(What you have to do)
Could you filter the records below and keep only the lines with the word "ImportLibrary"?

(Data listing)
☆ ☆ ☆
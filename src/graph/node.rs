//! Graph nodes: files, directories and phony targets.

use super::{EdgeId, NodeId};
use crate::path::{Path, Root};
use serde::{Deserialize, Serialize};
use std::fmt;

/// What a file node holds.
#[derive(Debug, Clone, Copy, PartialEq, Eq, Hash, Serialize, Deserialize)]
#[serde(rename_all = "snake_case")]
pub enum FileType {
    /// A compilable source file.
    Source,
    /// A header file.
    Header,
    /// An object file produced by a compile step.
    Object,
    /// A precompiled header.
    PrecompiledHeader,
    /// A linked program.
    Executable,
    /// A shared library or loadable module.
    SharedLibrary,
    /// The import library accompanying a Windows DLL.
    ImportLibrary,
    /// A static library archive.
    StaticLibrary,
    /// Anything else.
    Generic,
}

impl FileType {
    /// The install root used when none is requested explicitly.
    #[must_use]
    pub const fn default_install_root(self) -> Root {
        match self {
            Self::Executable => Root::BinDir,
            Self::SharedLibrary | Self::ImportLibrary | Self::StaticLibrary => Root::LibDir,
            Self::Header => Root::IncludeDir,
            Self::Source | Self::Object | Self::PrecompiledHeader | Self::Generic => Root::DataDir,
        }
    }

    /// Whether installed copies should be executable.
    #[must_use]
    pub const fn install_kind(self) -> InstallKind {
        match self {
            Self::Executable | Self::SharedLibrary => InstallKind::Program,
            _ => InstallKind::Data,
        }
    }
}

/// How an installed file is copied into place.
#[derive(Debug, Clone, Copy, PartialEq, Eq, Hash)]
pub enum InstallKind {
    /// Installed with execute permission.
    Program,
    /// Installed read-only (mode 644).
    Data,
}

/// A file or directory on disk.
#[derive(Debug, Clone, PartialEq, Eq)]
pub struct FileNode {
    /// Where the file lives.
    pub path: Path,
    /// What the file contains.
    pub file_type: FileType,
    /// Source language, for sources, headers and objects.
    pub lang: Option<String>,
}

/// The payload of a node.
#[derive(Debug, Clone, PartialEq, Eq)]
pub enum NodeKind {
    /// A regular file.
    File(FileNode),
    /// A directory, installed recursively.
    Directory(FileNode),
    /// A named target with no file on disk.
    Phony(String),
}

/// A vertex of the build graph.
#[derive(Debug, Clone, PartialEq, Eq)]
pub struct Node {
    /// The node's payload.
    pub kind: NodeKind,
    /// The edge that produces this node, if any.
    pub creator: Option<EdgeId>,
    /// Nodes installed whenever this one is.
    pub install_deps: Vec<NodeId>,
}

impl Node {
    /// The node's path, or `None` for phony targets.
    #[must_use]
    pub const fn path(&self) -> Option<&Path> {
        match &self.kind {
            NodeKind::File(file) | NodeKind::Directory(file) => Some(&file.path),
            NodeKind::Phony(_) => None,
        }
    }

    /// The node's file details, or `None` for phony targets.
    #[must_use]
    pub const fn file(&self) -> Option<&FileNode> {
        match &self.kind {
            NodeKind::File(file) | NodeKind::Directory(file) => Some(file),
            NodeKind::Phony(_) => None,
        }
    }

    /// Whether the node is a phony target.
    #[must_use]
    pub const fn is_phony(&self) -> bool {
        matches!(self.kind, NodeKind::Phony(_))
    }
}

impl fmt::Display for Node {
    fn fmt(&self, f: &mut fmt::Formatter<'_>) -> fmt::Result {
        match &self.kind {
            NodeKind::File(file) | NodeKind::Directory(file) => write!(f, "{}", file.path),
            NodeKind::Phony(name) => f.write_str(name),
        }
    }
}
☆ ☆ ☆
(Response to this task)
    ImportLibrary,
            Self::SharedLibrary | Self::ImportLibrary | Self::StaticLibrary => Root::LibDir,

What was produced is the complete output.